Each individual custom or protein constraint has an enabled flag. A disabled constraint is ignored during the docking process.

Protein Constraints

A protein constraint specifies an interaction that must be made with a heavy atom of the protein structure (i.e. protein constraints cannot be placed on hydrogen atoms). There are five types of protein constraints.

Contact

A contact constraint is satisfied when any ligand heavy atom is within 4 angstroms of the protein heavy atom.

Lipophilic

A lipophilic constraint is satisfied when any non-polar heavy atom on the ligand is within 4 angstroms of the protein heavy atom.

Donor

A donor constraint is satisfied when a donor on the ligand makes a hydrogen bond interaction with the protein heavy atom.

Acceptor

An acceptor constraint is satisfied when an acceptor on the ligand makes a hydrogen bond interaction with the protein heavy atom. Acceptor constraints must be placed on the protein heavy atom the donor hydrogen is interacting with.

Chelator

A chelator constraint is satisfied when a chelator on the ligand makes a metal-chelator interaction with the protein heavy atom.

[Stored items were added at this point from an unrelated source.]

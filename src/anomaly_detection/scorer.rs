use tracing::debug;

use super::features::{
    amount_score, geography_score, history_score, pattern_score, velocity_score, FactorScores,
};
use super::history::TxRecord;
use super::profile::UserBehaviorProfile;
use super::{AISecurityAnalysis, ThreatLevel};
use crate::core::config::{ScoringConfig, SecurityConfig};
use crate::core::context::{BlockContext, TransactionData};
use crate::core::math::SCORE_DP;

/// Five-factor weighted threat scorer.
///
/// Pure: the result depends only on the profile, the address's prior
/// window, the transaction and the block context.
#[derive(Debug, Clone)]
pub struct AnomalyScorer {
    scoring: ScoringConfig,
    security: SecurityConfig,
}

impl AnomalyScorer {
    pub fn new(scoring: ScoringConfig, security: SecurityConfig) -> Self {
        Self { scoring, security }
    }

    pub fn config(&self) -> &ScoringConfig {
        &self.scoring
    }

    pub fn factors(
        &self,
        profile: &UserBehaviorProfile,
        prior: &[TxRecord],
        tx: &TransactionData,
        ctx: &BlockContext,
    ) -> FactorScores {
        FactorScores {
            velocity: velocity_score(prior, profile, tx.amount, ctx.time),
            pattern: pattern_score(prior, tx.amount, ctx.time, self.scoring.low_variance_threshold),
            amount: amount_score(tx.amount, profile.typical_amount),
            geography: geography_score(tx.location.as_deref(), profile, &self.scoring.known_regions),
            history: history_score(profile, ctx.time),
        }
    }

    pub fn analyze(
        &self,
        profile: &UserBehaviorProfile,
        prior: &[TxRecord],
        tx: &TransactionData,
        ctx: &BlockContext,
    ) -> AISecurityAnalysis {
        let factors = self.factors(profile, prior, tx, ctx);
        let threat_score = factors.composite(&self.scoring.weights).round_dp(SCORE_DP);
        let threat_level = ThreatLevel::classify(
            threat_score,
            self.security.alert_threshold,
            self.security.block_threshold,
        );
        let confidence_score = factors.confidence().round_dp(SCORE_DP);

        debug!(
            tx = %tx.hash,
            address = %tx.from_address,
            velocity = %factors.velocity,
            pattern = %factors.pattern,
            amount = %factors.amount,
            geography = %factors.geography,
            history = %factors.history,
            threat = %threat_score,
            level = %threat_level,
            "transaction scored"
        );

        AISecurityAnalysis {
            transaction_id: tx.hash.clone(),
            address: tx.from_address.clone(),
            height: ctx.height,
            analyzed_at: ctx.time,
            factors,
            threat_score,
            threat_level,
            confidence_score,
            recommendations: threat_level.recommendations(),
            alerts: Vec::new(),
        }
    }
}

#[cfg(test)]
mod tests {
    use super::*;
    use rust_decimal::Decimal;

    fn scorer() -> AnomalyScorer {
        AnomalyScorer::new(ScoringConfig::default(), SecurityConfig::default())
    }

    #[test]
    fn test_first_transaction_of_new_address() {
        let ctx = BlockContext::at_unix(1, 1_700_000_000).unwrap();
        let tx = TransactionData::new("h1", "addr1", Decimal::from(1234));
        let analysis = scorer().analyze(&UserBehaviorProfile::new("addr1"), &[], &tx, &ctx);

        // geography 10 * 0.15 + history 50 * 0.15
        assert_eq!(analysis.threat_score, Decimal::from(9));
        assert_eq!(analysis.threat_level, ThreatLevel::Low);
        assert!(analysis.recommendations.is_empty());
        assert_eq!(analysis.analyzed_at, ctx.time);
    }

    #[test]
    fn test_analysis_is_deterministic() {
        let ctx = BlockContext::at_unix(5, 1_700_000_100).unwrap();
        let mut profile = UserBehaviorProfile::new("addr1");
        profile.typical_amount = Decimal::from(100);
        profile.typical_frequency = Decimal::ONE;
        let tx = TransactionData::new("h2", "addr1", Decimal::from(900)).with_location("SG");
        let a = scorer().analyze(&profile, &[], &tx, &ctx);
        let b = scorer().analyze(&profile.clone(), &[], &tx, &ctx);
        assert_eq!(
            serde_json::to_vec(&a).unwrap(),
            serde_json::to_vec(&b).unwrap()
        );
    }

    #[test]
    fn test_high_threat_recommendations() {
        let ctx = BlockContext::at_unix(9, 1_700_000_000).unwrap();
        let mut profile = UserBehaviorProfile::new("addr1");
        profile.typical_amount = Decimal::from(10);
        profile.typical_frequency = Decimal::ONE;
        profile.incident_count = 4;
        profile.risk_score = Decimal::from(80);
        let prior: Vec<TxRecord> = (0..6)
            .map(|i| TxRecord {
                hash: format!("p{}", i),
                amount: Decimal::from(500),
                height: 9,
                seq: i,
                time: ctx.time - chrono::Duration::seconds(60 - i as i64 * 10),
            })
            .collect();
        let tx = TransactionData::new("h3", "addr1", Decimal::from(500)).with_location("KP");
        let analysis = scorer().analyze(&profile, &prior, &tx, &ctx);
        assert!(analysis.threat_score >= Decimal::from(70));
        assert!(analysis.threat_level.raises_alert());
        assert!(!analysis.recommendations.is_empty());
    }
}
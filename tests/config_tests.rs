use ledger_sentinel::core::config::EngineConfig;
use ledger_sentinel::SentinelError;
use rust_decimal::Decimal;
use serial_test::serial;
use std::io::Write;
use test_case::test_case;

fn write_temp(suffix: &str, content: &str) -> tempfile::NamedTempFile {
    let mut file = tempfile::Builder::new().suffix(suffix).tempfile().unwrap();
    file.write_all(content.as_bytes()).unwrap();
    file.flush().unwrap();
    file
}

#[test]
fn test_load_toml_config() {
    let file = write_temp(
        ".toml",
        r#"
        [metrics]
        namespace = "chain"

        [scoring]
        history_retention_secs = 3600
        known_regions = ["US", "EU"]

        [scoring.weights]
        velocity = "0.30"
        pattern = "0.20"
        amount = "0.20"
        geography = "0.15"
        history = "0.15"

        [security]
        enable_compliance_check = false
        "#,
    );
    let config = EngineConfig::from_file(file.path()).unwrap();
    assert_eq!(config.metrics.namespace, "chain");
    assert_eq!(config.scoring.history_retention_secs, 3600);
    assert_eq!(config.scoring.known_regions, vec!["US".to_string(), "EU".to_string()]);
    assert_eq!(config.scoring.weights.velocity, Decimal::new(30, 2));
    assert!(!config.security.enable_compliance_check);
    assert!(config.security.enable_fraud_detection);
}

#[test]
fn test_load_json_config() {
    let file = write_temp(".json", r#"{"security": {"alert_threshold": "60", "block_threshold": "85"}}"#);
    let config = EngineConfig::from_file(file.path()).unwrap();
    assert_eq!(config.security.alert_threshold, Decimal::from(60));
    assert_eq!(config.security.block_threshold, Decimal::from(85));
    assert_eq!(config.scoring, EngineConfig::default().scoring);
}

#[test]
fn test_save_and_reload() {
    let dir = tempfile::tempdir().unwrap();
    let path = dir.path().join("sentinel.toml");
    let mut config = EngineConfig::default();
    config.scoring.max_known_locations = 4;
    config.save_to_file(&path).unwrap();
    assert_eq!(EngineConfig::from_file(&path).unwrap(), config);
}

#[test]
fn test_weights_not_summing_to_one_rejected() {
    let file = write_temp(
        ".toml",
        r#"
        [scoring.weights]
        velocity = "0.50"
        pattern = "0.20"
        amount = "0.25"
        geography = "0.15"
        history = "0.15"
        "#,
    );
    let err = EngineConfig::from_file(file.path()).unwrap_err();
    assert!(err.to_string().contains("sum to 1"), "{}", err);
}

#[test]
fn test_thresholds_out_of_order_rejected() {
    let mut config = EngineConfig::default();
    config.security.alert_threshold = Decimal::from(95);
    assert!(matches!(config.validate(), Err(SentinelError::Configuration(_))));
}

#[test_case(0, 90 ; "alert below medium band")]
#[test_case(39, 90 ; "alert just below medium band")]
#[test_case(70, 101 ; "block above hundred")]
#[test_case(-5, 90 ; "negative alert")]
fn test_thresholds_out_of_band_rejected(alert: i64, block: i64) {
    let mut config = EngineConfig::default();
    config.security.alert_threshold = Decimal::from(alert);
    config.security.block_threshold = Decimal::from(block);
    let err = config.validate().unwrap_err();
    assert!(matches!(&err, SentinelError::Configuration(msg) if msg.contains("[40, 100]")), "{}", err);
}

#[test]
fn test_thresholds_at_band_edges_accepted() {
    let mut config = EngineConfig::default();
    config.security.alert_threshold = Decimal::from(40);
    config.security.block_threshold = Decimal::ONE_HUNDRED;
    assert!(config.validate().is_ok());
}

#[test]
fn test_missing_file_errors() {
    let dir = tempfile::tempdir().unwrap();
    assert!(EngineConfig::from_file(dir.path().join("absent.toml")).is_err());
}

#[test]
#[serial]
fn test_env_overrides() {
    std::env::set_var("SENTINEL_METRICS_NAMESPACE", "override");
    std::env::set_var("SENTINEL_KNOWN_REGIONS", "US, SG,,JP");
    std::env::set_var("SENTINEL_ENABLE_VELOCITY_MONITORING", "false");

    let mut config = EngineConfig::default();
    let result = config.apply_env_overrides();

    std::env::remove_var("SENTINEL_METRICS_NAMESPACE");
    std::env::remove_var("SENTINEL_KNOWN_REGIONS");
    std::env::remove_var("SENTINEL_ENABLE_VELOCITY_MONITORING");

    result.unwrap();
    assert_eq!(config.metrics.namespace, "override");
    assert_eq!(config.scoring.known_regions, vec!["US", "SG", "JP"]);
    assert!(!config.security.enable_velocity_monitoring);
}

#[test]
#[serial]
fn test_env_override_invalid_value() {
    std::env::set_var("SENTINEL_PROFILE_ALPHA", "1.5");
    let mut config = EngineConfig::default();
    let result = config.apply_env_overrides();
    std::env::remove_var("SENTINEL_PROFILE_ALPHA");
    assert!(result.is_err());
}
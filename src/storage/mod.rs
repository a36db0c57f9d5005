//! Storage abstraction
//!
//! The engine persists all of its state in an ordered key-value store supplied
//! by the ledger runtime. Writes made during a block stay pending until the
//! runtime commits the block, and vanish if it rolls back.

pub mod codec;
pub mod keys;
pub mod memory;

pub use memory::MemoryStore;

use crate::core::errors::Result;

/// Ordered key-value store with prefix iteration
pub trait KvStore {
    fn get(&self, key: &[u8]) -> Result<Option<Vec<u8>>>;

    fn set(&mut self, key: &[u8], value: Vec<u8>) -> Result<()>;

    fn delete(&mut self, key: &[u8]) -> Result<()>;

    /// All entries whose key starts with `prefix`, in ascending key order
    fn iter_prefix(&self, prefix: &[u8]) -> Result<Vec<(Vec<u8>, Vec<u8>)>>;

    fn has(&self, key: &[u8]) -> Result<bool> {
        Ok(self.get(key)?.is_some())
    }
}

/// A store whose writes are applied atomically per block
pub trait BlockStore: KvStore {
    /// Make every pending write durable
    fn commit(&mut self) -> Result<()>;

    /// Discard every write made since the last commit
    fn rollback(&mut self);
}
use tracing_subscriber::{EnvFilter, FmtSubscriber};

/// Install a global `fmt` subscriber.
///
/// `RUST_LOG` wins over `default_filter`. Calling this more than once is a
/// no-op, so tests and embedding runtimes can both call it.
pub fn init_logging(default_filter: &str) -> bool {
    let filter =
        EnvFilter::try_from_default_env().unwrap_or_else(|_| EnvFilter::new(default_filter));

    let subscriber = FmtSubscriber::builder()
        .with_env_filter(filter)
        .with_target(true)
        .finish();

    tracing::subscriber::set_global_default(subscriber).is_ok()
}
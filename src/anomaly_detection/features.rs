//! The five factor scores. All results are clamped to `[0, 100]`.

use chrono::{DateTime, Duration, Utc};
use rust_decimal::Decimal;
use serde::{Deserialize, Serialize};

use super::history::{within, TxRecord};
use super::profile::UserBehaviorProfile;
use crate::core::config::FactorWeights;
use crate::core::math::{clamp_score, ratio, sample_variance};

pub const PATTERN_WINDOW_SECS: i64 = 600;
const BURST_COUNT: usize = 5;
const ROUND_UNIT: i64 = 100;

#[derive(Debug, Clone, Copy, PartialEq, Default, Serialize, Deserialize)]
pub struct FactorScores {
    pub velocity: Decimal,
    pub pattern: Decimal,
    pub amount: Decimal,
    pub geography: Decimal,
    pub history: Decimal,
}

impl FactorScores {
    pub fn as_array(&self) -> [Decimal; 5] {
        [self.velocity, self.pattern, self.amount, self.geography, self.history]
    }

    /// Weighted sum, clamped
    pub fn composite(&self, w: &FactorWeights) -> Decimal {
        clamp_score(
            self.velocity * w.velocity
                + self.pattern * w.pattern
                + self.amount * w.amount
                + self.geography * w.geography
                + self.history * w.history,
        )
    }

    /// Agreement between factors: `100 - 10 * variance`, clamped
    pub fn confidence(&self) -> Decimal {
        let variance = sample_variance(&self.as_array());
        clamp_score(Decimal::ONE_HUNDRED - variance * Decimal::TEN)
    }
}

/// Step table for the hourly frequency ratio
pub fn frequency_step(ratio: Decimal) -> Decimal {
    if ratio > Decimal::from(3) {
        Decimal::ONE_HUNDRED
    } else if ratio > Decimal::TWO {
        Decimal::from(70)
    } else if ratio > Decimal::new(15, 1) {
        Decimal::from(40)
    } else {
        Decimal::ZERO
    }
}

/// Step table for the daily volume ratio
pub fn amount_step(ratio: Decimal) -> Decimal {
    if ratio > Decimal::from(5) {
        Decimal::ONE_HUNDRED
    } else if ratio > Decimal::from(3) {
        Decimal::from(70)
    } else if ratio > Decimal::TWO {
        Decimal::from(40)
    } else {
        Decimal::ZERO
    }
}

/// Hourly count of `prior` plus the current transaction
pub fn hourly_count(prior: &[TxRecord], now: DateTime<Utc>) -> u64 {
    within(prior, now, Duration::hours(1)).len() as u64 + 1
}

/// Velocity against the profile baseline.
///
/// Needs at least two prior transactions inside 24 hours.
pub fn velocity_score(
    prior: &[TxRecord],
    profile: &UserBehaviorProfile,
    amount: Decimal,
    now: DateTime<Utc>,
) -> Decimal {
    let day = within(prior, now, Duration::hours(24));
    if day.len() < 2 {
        return Decimal::ZERO;
    }
    let hour_count = Decimal::from(hourly_count(prior, now));
    let day_amount = day.iter().fold(amount, |acc, r| acc.saturating_add(r.amount));

    let freq = ratio(hour_count, profile.typical_frequency)
        .map(frequency_step)
        .unwrap_or(Decimal::ZERO);
    let volume = ratio(day_amount, profile.typical_amount)
        .map(amount_step)
        .unwrap_or(Decimal::ZERO);

    clamp_score(freq * Decimal::new(6, 1) + volume * Decimal::new(4, 1))
}

pub fn is_round_amount(amount: Decimal) -> bool {
    amount.fract().is_zero() && (amount % Decimal::from(ROUND_UNIT)).is_zero()
}

/// `(time, amount)` of the trailing pattern window, current transaction last
pub fn pattern_window(prior: &[TxRecord], amount: Decimal, now: DateTime<Utc>) -> Vec<(DateTime<Utc>, Decimal)> {
    let mut window: Vec<(DateTime<Utc>, Decimal)> = within(prior, now, Duration::seconds(PATTERN_WINDOW_SECS))
        .into_iter()
        .map(|r| (r.time, r.amount))
        .collect();
    window.push((now, amount));
    window
}

/// At least 70% of three or more transactions share the first amount
pub fn has_identical_amounts(window: &[(DateTime<Utc>, Decimal)]) -> bool {
    if window.len() < 3 {
        return false;
    }
    let first = window[0].1;
    let same = window.iter().filter(|(_, a)| *a == first).count();
    same * 10 >= window.len() * 7
}

/// Interval variance of three or more transactions is below `threshold`
pub fn has_regular_timing(window: &[(DateTime<Utc>, Decimal)], threshold: Decimal) -> bool {
    if window.len() < 3 {
        return false;
    }
    let intervals: Vec<Decimal> = window
        .windows(2)
        .map(|w| Decimal::from((w[1].0 - w[0].0).num_seconds()))
        .collect();
    sample_variance(&intervals) < threshold
}

/// Pattern heuristics over the trailing ten minutes
pub fn pattern_score(
    prior: &[TxRecord],
    amount: Decimal,
    now: DateTime<Utc>,
    low_variance_threshold: Decimal,
) -> Decimal {
    let window = pattern_window(prior, amount, now);
    let mut score = Decimal::ZERO;
    if is_round_amount(amount) {
        score += Decimal::from(20);
    }
    if window.len() > BURST_COUNT {
        score += Decimal::from(30);
    }
    if has_identical_amounts(&window) {
        score += Decimal::from(25);
    }
    if has_regular_timing(&window, low_variance_threshold) {
        score += Decimal::from(25);
    }
    clamp_score(score)
}

/// `min(100, 50 * |amount - typical| / typical)`; zero without history
pub fn amount_score(amount: Decimal, typical: Decimal) -> Decimal {
    match ratio((amount - typical).abs(), typical) {
        Some(dev) => clamp_score(dev.saturating_mul(Decimal::from(50))),
        None => Decimal::ZERO,
    }
}

/// Location against the profile's known set.
///
/// Unknown or unresolvable location 10, known 0, new 40. When
/// `known_regions` is non-empty, codes outside it are unresolvable.
pub fn geography_score(
    location: Option<&str>,
    profile: &UserBehaviorProfile,
    known_regions: &[String],
) -> Decimal {
    let loc = match location.map(str::trim).filter(|l| !l.is_empty()) {
        Some(l) => l,
        None => return Decimal::TEN,
    };
    if profile.knows_location(loc) {
        return Decimal::ZERO;
    }
    if !known_regions.is_empty() && !known_regions.iter().any(|r| r == loc) {
        return Decimal::TEN;
    }
    Decimal::from(40)
}

/// Prior risk plus account-age and incident surcharges
pub fn history_score(profile: &UserBehaviorProfile, now: DateTime<Utc>) -> Decimal {
    let mut score = profile.risk_score;
    let age = profile.account_age(now);
    if age < Duration::days(1) {
        score += Decimal::from(50);
    } else if age < Duration::days(7) {
        score += Decimal::from(20);
    }
    score += Decimal::from(profile.incident_count.min(100)) * Decimal::from(15);
    clamp_score(score)
}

Only one protein constraint is allowed per protein heavy atom. If a protein constraint is set on a protein atom that already has a protein constraint the original protein constraint will be discarded and replaced by the new constraint.

Custom Constraints

A custom constraint consists of one or more spheres within the receptor active site, and optionally a list of SMARTS patterns. A custom constraint is satisfied when a matching atom on the ligand falls within any of the spheres associated with the custom constraint. If no SMARTS patterns are specified any heavy atom on the ligand can satisfy the constraint, otherwise only atoms that match one of the smarts patterns can satisfy the constraint.